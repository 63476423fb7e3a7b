// Copyright 2026 the Sylva Authors
// SPDX-License-Identifier: Apache-2.0 OR MIT

//! Frame-driven pointer interaction for a [`sylva_graph`] scene tree.
//!
//! This crate turns raw per-frame ray intersections into the pointer events
//! an interactive object expects: enter when the pointer first lands on it,
//! move while it stays, leave when it departs, and click on demand. The
//! geometric test itself is external; callers supply it through the
//! [`Raycaster`] trait and drive [`PointerDispatcher::run_frame`] once per
//! rendered frame.
//!
//! ```rust
//! use sylva_pointer::{HitState, HitTransition};
//! use sylva_graph::{Caps, ObjectClass, ObjectValue, PointerHit, SceneNode, SceneTree};
//!
//! let mut tree = SceneTree::new();
//! let mesh = tree.allocate(SceneNode::new(
//!     "Mesh",
//!     ObjectClass::Mesh,
//!     ObjectValue::new("Mesh", Caps::empty()),
//! ));
//! let hit = PointerHit {
//!     target: mesh,
//!     distance: 1.0,
//!     position: kurbo::Point::ZERO,
//! };
//!
//! let mut state = HitState::new();
//! let transitions = state.advance(Some(hit.clone()));
//! assert!(matches!(transitions[0], HitTransition::Enter(_)));
//! assert!(matches!(transitions[1], HitTransition::Move(_)));
//!
//! let transitions = state.advance(None);
//! assert!(matches!(transitions[0], HitTransition::Leave(_)));
//! ```
//!
//! This crate is `no_std` and uses `alloc`.

#![no_std]

extern crate alloc;

mod dispatcher;
mod state;

#[cfg(test)]
mod test_support;

pub use dispatcher::{PointerDispatcher, Raycaster};
pub use state::{HitState, HitTransition, Transitions};
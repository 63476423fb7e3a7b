// Copyright 2026 the Sylva Authors
// SPDX-License-Identifier: Apache-2.0 OR MIT

//! Sylva Graph: an arena scene tree driven by declarative reconciliation.
//!
//! This crate is the structural half of the Sylva reconciliation backend.
//! An external tree-differ decides *which* mutations to apply and in what
//! order; this crate applies them to a live scene graph while keeping its
//! invariants:
//!
//! - [`SceneTree`]: arena-backed tree with generational [`NodeId`]s.
//!   Object-category nodes live in ordered child lists; Attachment-category
//!   nodes install into a named slot of their parent and restore the slot's
//!   previous value when removed. Disposal is recursive and exactly-once.
//! - [`Value`] / [`ObjectValue`]: dynamically typed property state with
//!   explicit capabilities ([`Caps`]) fixed at construction, replacing
//!   per-call capability probing.
//! - [`patch`]: the property patcher — pierced `a-b-c` paths and a
//!   five-step assignment strategy (plain set, structural copy, positional
//!   spread, scalar broadcast, single-argument set).
//! - [`TreeEvent`]: drainable "added"/"disposed" lifecycle notifications
//!   for subscribers such as resource managers and the pointer dispatcher.
//!
//! Hit testing and pointer-event dispatch live in `sylva_pointer`; the
//! factory/registry surface consumed by the differ lives in `sylva_ops`.
//!
//! ## Minimal example
//!
//! ```rust
//! use sylva_graph::{patch, Caps, ObjectClass, ObjectValue, SceneNode, SceneTree, Value};
//!
//! let mut tree = SceneTree::new();
//! let scene = tree.allocate(SceneNode::new(
//!     "Group",
//!     ObjectClass::Group,
//!     ObjectValue::new("Group", Caps::empty()),
//! ));
//! let mesh = tree.allocate(SceneNode::new(
//!     "Mesh",
//!     ObjectClass::Mesh,
//!     ObjectValue::new("Mesh", Caps::empty())
//!         .with_field(
//!             "position",
//!             Value::Object(
//!                 ObjectValue::new("Vec3", Caps::ATOMIC_SET | Caps::SCALAR_SET)
//!                     .with_field("x", Value::Number(0.0))
//!                     .with_field("y", Value::Number(0.0))
//!                     .with_field("z", Value::Number(0.0)),
//!             ),
//!         ),
//! ));
//!
//! tree.insert(mesh, scene, None);
//! patch(&mut tree.get_mut(mesh).unwrap().object, "position-y", Value::Number(2.0));
//!
//! let position = tree.get(mesh).unwrap().object.get("position").unwrap();
//! assert_eq!(position.as_object().unwrap().get("y"), Some(&Value::Number(2.0)));
//! ```
//!
//! This crate is `no_std` and uses `alloc`.

#![no_std]

extern crate alloc;

mod node;
mod patch;
mod tree;
mod types;
mod value;

pub use node::{Handler, PointerHandlers, SceneNode};
pub use patch::{PIERCE_SEPARATOR, patch};
pub use tree::SceneTree;
pub use types::{Category, NodeId, ObjectClass, PointerHit, TreeEvent};
pub use value::{Caps, ObjectValue, Value};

==================================================

• THE PROBLEM:
Look through the material above for the string "SceneTree" and copy each line that has it.

• TASK OUTPUT:
//! use sylva_graph::{Caps, ObjectClass, ObjectValue, PointerHit, SceneNode, SceneTree};
//! let mut tree = SceneTree::new();
//! - [`SceneTree`]: arena-backed tree with generational [`NodeId`]s.
//! use sylva_graph::{patch, Caps, ObjectClass, ObjectValue, SceneNode, SceneTree, Value};
//! let mut tree = SceneTree::new();
pub use tree::SceneTree;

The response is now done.